(YOUR INSTRUCTIONS): Scan the listing for "BTreeMap" and copy out each line that has it.

▬▬▬

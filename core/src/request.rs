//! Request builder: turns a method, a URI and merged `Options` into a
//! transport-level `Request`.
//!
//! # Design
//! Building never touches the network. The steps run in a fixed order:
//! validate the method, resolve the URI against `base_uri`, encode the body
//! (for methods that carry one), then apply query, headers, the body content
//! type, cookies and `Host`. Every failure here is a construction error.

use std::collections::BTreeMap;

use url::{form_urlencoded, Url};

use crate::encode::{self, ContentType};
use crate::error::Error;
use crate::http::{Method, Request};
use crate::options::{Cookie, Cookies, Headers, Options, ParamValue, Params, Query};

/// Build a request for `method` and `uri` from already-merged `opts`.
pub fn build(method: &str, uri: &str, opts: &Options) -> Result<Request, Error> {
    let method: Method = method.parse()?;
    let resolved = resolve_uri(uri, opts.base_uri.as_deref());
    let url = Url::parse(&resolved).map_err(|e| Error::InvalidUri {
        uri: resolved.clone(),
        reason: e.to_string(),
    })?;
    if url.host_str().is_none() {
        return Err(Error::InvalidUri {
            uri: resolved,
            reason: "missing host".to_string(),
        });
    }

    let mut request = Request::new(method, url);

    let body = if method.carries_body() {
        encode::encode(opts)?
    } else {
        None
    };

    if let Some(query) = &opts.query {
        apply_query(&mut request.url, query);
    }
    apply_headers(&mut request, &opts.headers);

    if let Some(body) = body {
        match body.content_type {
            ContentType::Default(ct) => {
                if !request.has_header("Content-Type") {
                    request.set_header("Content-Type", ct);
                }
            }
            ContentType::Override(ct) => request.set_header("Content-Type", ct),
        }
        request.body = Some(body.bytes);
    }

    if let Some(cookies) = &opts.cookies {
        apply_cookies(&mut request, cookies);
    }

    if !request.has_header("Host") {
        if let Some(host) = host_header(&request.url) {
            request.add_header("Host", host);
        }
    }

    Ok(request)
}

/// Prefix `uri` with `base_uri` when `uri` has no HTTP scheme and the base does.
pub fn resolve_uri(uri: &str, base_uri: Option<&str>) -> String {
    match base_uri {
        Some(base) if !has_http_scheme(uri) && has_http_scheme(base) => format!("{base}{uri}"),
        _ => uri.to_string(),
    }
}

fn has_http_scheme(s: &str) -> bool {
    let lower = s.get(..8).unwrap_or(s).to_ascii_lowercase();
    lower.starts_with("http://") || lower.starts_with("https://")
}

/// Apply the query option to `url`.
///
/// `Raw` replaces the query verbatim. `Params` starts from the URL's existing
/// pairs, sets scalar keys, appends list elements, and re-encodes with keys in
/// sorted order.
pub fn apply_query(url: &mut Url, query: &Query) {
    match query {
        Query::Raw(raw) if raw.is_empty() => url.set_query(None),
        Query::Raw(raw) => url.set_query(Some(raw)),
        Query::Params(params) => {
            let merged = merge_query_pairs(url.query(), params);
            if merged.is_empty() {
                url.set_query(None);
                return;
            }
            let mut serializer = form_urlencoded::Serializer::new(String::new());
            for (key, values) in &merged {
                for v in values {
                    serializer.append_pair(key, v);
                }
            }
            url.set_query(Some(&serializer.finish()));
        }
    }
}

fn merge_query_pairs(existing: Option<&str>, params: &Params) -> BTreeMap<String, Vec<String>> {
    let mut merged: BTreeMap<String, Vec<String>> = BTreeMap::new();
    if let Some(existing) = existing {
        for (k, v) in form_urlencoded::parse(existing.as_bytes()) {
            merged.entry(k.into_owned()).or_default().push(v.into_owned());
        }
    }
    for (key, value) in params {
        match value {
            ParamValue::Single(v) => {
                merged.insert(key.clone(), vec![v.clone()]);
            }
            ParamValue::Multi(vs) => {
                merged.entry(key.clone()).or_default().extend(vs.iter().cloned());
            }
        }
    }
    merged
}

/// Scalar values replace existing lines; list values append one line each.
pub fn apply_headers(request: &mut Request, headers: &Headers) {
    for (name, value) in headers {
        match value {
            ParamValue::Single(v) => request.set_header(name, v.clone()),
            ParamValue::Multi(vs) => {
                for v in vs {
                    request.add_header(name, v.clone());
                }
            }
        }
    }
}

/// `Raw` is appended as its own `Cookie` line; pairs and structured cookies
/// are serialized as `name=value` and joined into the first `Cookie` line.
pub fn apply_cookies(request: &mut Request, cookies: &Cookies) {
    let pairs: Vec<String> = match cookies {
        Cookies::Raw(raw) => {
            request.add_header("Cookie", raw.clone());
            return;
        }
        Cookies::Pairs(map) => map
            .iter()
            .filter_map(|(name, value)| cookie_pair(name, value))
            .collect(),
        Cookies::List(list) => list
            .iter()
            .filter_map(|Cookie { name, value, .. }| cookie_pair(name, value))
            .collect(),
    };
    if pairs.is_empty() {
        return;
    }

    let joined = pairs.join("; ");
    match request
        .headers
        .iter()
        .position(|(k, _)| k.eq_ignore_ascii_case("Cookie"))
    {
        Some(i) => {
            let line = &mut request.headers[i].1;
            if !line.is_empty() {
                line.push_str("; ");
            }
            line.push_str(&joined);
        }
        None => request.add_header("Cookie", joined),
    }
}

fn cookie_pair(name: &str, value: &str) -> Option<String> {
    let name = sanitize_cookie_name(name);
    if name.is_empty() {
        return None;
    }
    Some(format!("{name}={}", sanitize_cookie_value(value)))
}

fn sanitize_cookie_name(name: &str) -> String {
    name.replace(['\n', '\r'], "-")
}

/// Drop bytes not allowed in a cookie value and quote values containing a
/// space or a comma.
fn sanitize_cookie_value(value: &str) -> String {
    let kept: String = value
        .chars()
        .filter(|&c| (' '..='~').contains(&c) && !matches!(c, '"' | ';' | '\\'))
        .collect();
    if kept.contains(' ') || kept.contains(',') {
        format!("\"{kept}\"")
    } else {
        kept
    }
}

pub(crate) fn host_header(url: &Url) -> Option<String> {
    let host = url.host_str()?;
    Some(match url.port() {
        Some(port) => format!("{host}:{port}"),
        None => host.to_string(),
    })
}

▬▬▬

(TASK ANSWER):
use std::collections::BTreeMap;
fn merge_query_pairs(existing: Option<&str>, params: &Params) -> BTreeMap<String, Vec<String>> {
    let mut merged: BTreeMap<String, Vec<String>> = BTreeMap::new();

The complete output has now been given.